BlackRock Admits Its Bottom Line Could Be Hurt By ESG Investing
MANHATTAN, NEW YORK, UNITED STATES - 2021/10/18: BlackRock offices in New York City. Founded in 1988, BlackRock, Inc. is an US multinational investment management corporation. The corporation is the world's largest asset manager, with $8.67 trillion in assets under management as of January 2021.
Credit: Photo by Erik McGregor/LightRocket via Getty Images.

Financial asset manager BlackRock said in its annual report that environmental, social, and governance policies could hurt its bottom line after Republican state officials cut ties with the company over its ties to China and climate activism. 

In its annual Form 10-K SEC filing put out last week, BlackRock said that it was facing ESG-related risk factors that might cause it to lose revenue and damage its earnings. The financial giant, which has over $10 trillion in assets, has faced scrutiny from Republican officials who say the company misleads its customers about leftist policies. 

“If BlackRock is not able to successfully manage ESG-related expectations across varied stakeholder interests, it may adversely affect BlackRock’s reputation, ability to attract and retain clients, employees, shareholders and business partners or result in litigation, legal or governmental action, which may cause its AUM, revenue and earnings to decline,” the company wrote in its filing. 

The company said that this was due to having “clients who have a variety of goals and preferences, including those who want to increase their exposure to the low-carbon transition and those who choose not to invest in products or strategies with sustainable investment objectives.”

BlackRock said that there was risk because some of its clients wanted it to become more involved in promoting ESG investing, while others have cut off business because of its policies toward coal and natural gas. 

“Some US states and state officials have adopted or proposed legislation or otherwise have taken official positions restricting or prohibiting state government entities from doing certain business with entities identified by the state as ‘boycotting’ or ‘discriminating’ against particular industries or considering ESG factors in their investment processes and proxy voting,” the filing said. “Other states and localities may adopt similar legislation or other ESG-related laws and positions that adversely impact BlackRock’s business.”

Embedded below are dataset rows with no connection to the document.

//! Driver configuration using Figment.
//!
//! Configuration is loaded from:
//! 1. a TOML file (base configuration, optional)
//! 2. environment variables prefixed with `NI4050_`, nested keys separated
//!    by `__` (e.g. `NI4050_POLLING__ADC_READY_MAX_POLLS=200`)
//!
//! Every field has a default, so an empty or missing file yields a working
//! configuration.
//!
//! # Example
//! ```no_run
//! use ni4050::config::DriverConfig;
//!
//! let config = DriverConfig::load_from("config/ni4050.toml")?;
//! config.validate()?;
//! println!("ADC ready limit: {}", config.polling.adc_ready_max_polls);
//! # Ok::<(), ni4050::DmmError>(())
//! ```

use std::path::Path;
use std::sync::Arc;
use std::time::Duration;

use figment::{
    providers::{Env, Format, Serialized, Toml},
    Figment,
};
use serde::{Deserialize, Serialize};

use crate::calibration::{CalibrationArea, CalibrationReader, ResistanceBounds};
use crate::dispatcher::Dispatcher;
use crate::error::{DmmError, Result};
use crate::logging::LogFormat;
use crate::poll::{PollLimits, ReadyPoller};
use crate::range::ProfileTable;
use crate::sequencer::AdcSequencer;

/// Top-level driver configuration.
#[derive(Debug, Clone, PartialEq, Default, Serialize, Deserialize)]
#[serde(default)]
pub struct DriverConfig {
    /// Readiness polling
    pub polling: PollingConfig,
    /// Attached-unit registry
    pub units: UnitsConfig,
    /// Calibration store access
    pub calibration: CalibrationConfig,
    /// Log output
    pub logging: LoggingConfig,
}

/// Readiness polling limits.
#[derive(Debug, Clone, PartialEq, Eq, Serialize, Deserialize)]
#[serde(default)]
pub struct PollingConfig {
    /// Polls of the ADC-ready bit before a register write times out
    pub adc_ready_max_polls: u32,
    /// Polls of the new-data bit before an acquisition times out
    pub data_ready_max_polls: u32,
    /// Sleep between polls in milliseconds
    pub interval_ms: u64,
}

impl Default for PollingConfig {
    fn default() -> Self {
        let limits = PollLimits::default();
        Self {
            adc_ready_max_polls: limits.adc_ready,
            data_ready_max_polls: limits.data_ready,
            interval_ms: 1,
        }
    }
}

/// Unit registry sizing.
#[derive(Debug, Clone, PartialEq, Eq, Serialize, Deserialize)]
#[serde(default)]
pub struct UnitsConfig {
    /// Maximum number of concurrently attached units
    pub max_units: usize,
}

impl Default for UnitsConfig {
    fn default() -> Self {
        Self { max_units: 4 }
    }
}

/// Calibration store settings.
#[derive(Debug, Clone, PartialEq, Eq, Serialize, Deserialize)]
#[serde(default)]
pub struct CalibrationConfig {
    /// Which calibration area to read constants from
    pub area: CalibrationArea,
    /// Lowest accepted internal resistance (ohms)
    pub resistance_min_ohms: u32,
    /// Highest accepted internal resistance (ohms)
    pub resistance_max_ohms: u32,
}

impl Default for CalibrationConfig {
    fn default() -> Self {
        let bounds = ResistanceBounds::default();
        Self {
            area: CalibrationArea::default(),
            resistance_min_ohms: bounds.min,
            resistance_max_ohms: bounds.max,
        }
    }
}

/// Logging settings.
#[derive(Debug, Clone, PartialEq, Eq, Serialize, Deserialize)]
#[serde(default)]
pub struct LoggingConfig {
    /// Log level (trace, debug, info, warn, error)
    pub level: String,
    /// Output format
    pub format: LogFormat,
}

impl Default for LoggingConfig {
    fn default() -> Self {
        Self {
            level: "info".to_string(),
            format: LogFormat::Pretty,
        }
    }
}

impl DriverConfig {
    /// Load configuration from `path` (if it exists) and the environment.
    pub fn load_from<P: AsRef<Path>>(path: P) -> Result<Self> {
        let config = Figment::from(Serialized::defaults(Self::default()))
            .merge(Toml::file(path.as_ref()))
            .merge(Env::prefixed("NI4050_").split("__"))
            .extract()?;
        Ok(config)
    }

    /// Load configuration from the environment only.
    pub fn from_env() -> Result<Self> {
        let config = Figment::from(Serialized::defaults(Self::default()))
            .merge(Env::prefixed("NI4050_").split("__"))
            .extract()?;
        Ok(config)
    }

    /// Validate configuration after loading.
    pub fn validate(&self) -> Result<()> {
        let valid_levels = ["trace", "debug", "info", "warn", "error"];
        if !valid_levels.contains(&self.logging.level.to_lowercase().as_str()) {
            return Err(DmmError::Config(format!(
                "Invalid log level '{}'. Must be one of: {}",
                self.logging.level,
                valid_levels.join(", ")
            )));
        }

        if self.polling.adc_ready_max_polls == 0 || self.polling.data_ready_max_polls == 0 {
            return Err(DmmError::Config(
                "Poll limits must be greater than zero".to_string(),
            ));
        }

        if self.polling.data_ready_max_polls <= self.polling.adc_ready_max_polls {
            return Err(DmmError::Config(format!(
                "data_ready_max_polls ({}) must exceed adc_ready_max_polls ({})",
                self.polling.data_ready_max_polls, self.polling.adc_ready_max_polls
            )));
        }

        if self.units.max_units == 0 {
            return Err(DmmError::Config("max_units must be at least 1".to_string()));
        }

        if self.calibration.resistance_min_ohms > self.calibration.resistance_max_ohms {
            return Err(DmmError::Config(format!(
                "resistance_min_ohms ({}) exceeds resistance_max_ohms ({})",
                self.calibration.resistance_min_ohms, self.calibration.resistance_max_ohms
            )));
        }

        Ok(())
    }

    /// Poll limits derived from this configuration.
    pub fn poll_limits(&self) -> PollLimits {
        PollLimits {
            adc_ready: self.polling.adc_ready_max_polls,
            data_ready: self.polling.data_ready_max_polls,
        }
    }

    /// Calibration reader derived from this configuration.
    pub fn calibration_reader(&self) -> CalibrationReader {
        CalibrationReader::new(
            self.calibration.area,
            ResistanceBounds {
                min: self.calibration.resistance_min_ohms,
                max: self.calibration.resistance_max_ohms,
            },
        )
    }

    /// Sequencer using `poller` for its readiness waits.
    pub fn sequencer_with(&self, poller: ReadyPoller) -> AdcSequencer {
        AdcSequencer::new(
            Arc::new(ProfileTable::standard()),
            self.calibration_reader(),
            poller,
            self.poll_limits(),
        )
    }

    /// Sequencer sleeping on the calling thread between polls.
    pub fn sequencer(&self) -> AdcSequencer {
        self.sequencer_with(ReadyPoller::new(Duration::from_millis(self.polling.interval_ms)))
    }

    /// Dispatcher sized for `units.max_units`.
    pub fn dispatcher(&self) -> Dispatcher {
        Dispatcher::new(self.sequencer(), self.units.max_units)
    }
}

#[cfg(test)]
mod tests {
    use super::*;
    use std::io::Write;

    #[test]
    fn test_defaults_are_valid() {
        let config = DriverConfig::default();
        assert!(config.validate().is_ok());
        assert_eq!(config.polling.adc_ready_max_polls, 100);
        assert_eq!(config.polling.data_ready_max_polls, 250);
        assert_eq!(config.units.max_units, 4);
        assert_eq!(config.calibration.area, CalibrationArea::Load);
        assert_eq!(config.calibration.resistance_min_ohms, 800_000);
        assert_eq!(config.calibration.resistance_max_ohms, 1_200_000);
    }

    #[test]
    fn test_load_partial_file() {
        let mut file = tempfile::NamedTempFile::new().unwrap();
        writeln!(
            file,
            "[polling]\nadc_ready_max_polls = 20\n\n[calibration]\narea = \"factory\"\n\n[logging]\nformat = \"json\""
        )
        .unwrap();

        let config = DriverConfig::load_from(file.path()).unwrap();
        assert_eq!(config.polling.adc_ready_max_polls, 20);
        assert_eq!(config.polling.data_ready_max_polls, 250);
        assert_eq!(config.calibration.area, CalibrationArea::Factory);
        assert_eq!(config.logging.format, LogFormat::Json);
        assert_eq!(config.units.max_units, 4);
    }

    #[test]
    fn test_missing_file_yields_defaults() {
        let dir = tempfile::tempdir().unwrap();
        let config = DriverConfig::load_from(dir.path().join("absent.toml")).unwrap();
        assert_eq!(config.polling, PollingConfig::default());
    }

    #[test]
    fn test_validation_rejects_bad_values() {
        let mut config = DriverConfig::default();
        config.logging.level = "verbose".to_string();
        assert!(config.validate().is_err());

        let mut config = DriverConfig::default();
        config.polling.data_ready_max_polls = config.polling.adc_ready_max_polls;
        assert!(config.validate().is_err());

        let mut config = DriverConfig::default();
        config.polling.adc_ready_max_polls = 0;
        assert!(config.validate().is_err());

        let mut config = DriverConfig::default();
        config.units.max_units = 0;
        assert!(config.validate().is_err());

        let mut config = DriverConfig::default();
        config.calibration.resistance_min_ohms = 2_000_000;
        assert!(config.validate().is_err());
    }

    #[test]
    fn test_wider_resistance_window_is_configurable() {
        let mut config = DriverConfig::default();
        config.calibration.resistance_min_ohms = 640_000;
        config.calibration.resistance_max_ohms = 1_440_000;
        let bounds = config.calibration_reader().bounds();
        assert!(bounds.contains(700_000));
        assert!(bounds.contains(1_300_000));
    }
}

The filing was cheered on by conservatives who said that it was only the beginning of pushback on ESG initiatives.

“The hustlers & radicals pushing ESG on American investors & retirees are finally being exposed. But the battle is far from over because they are going to change tactics & try to fly under the radar. Our policy responses will need to evolve,” Sen. Marco Rubio (R-FL) said.


In recent years, a number of states, including Louisiana and West Virginia, have divested from BlackRock. As opposition grew, the company has backtracked on some of its policies, most recently pulling out of Climate Action 100+, a group that pressures companies to “take action on climate change.” BlackRock International, a subsidiary, remained in the group.

Republican officials have also maintained pressure on the company, and 15 Republican attorneys general, led by Montana Attorney General Austin Knudsen, demanded more answers from BlackRock about its participation in climate organizations and what kind of environmental, social, and governance policies it has implemented.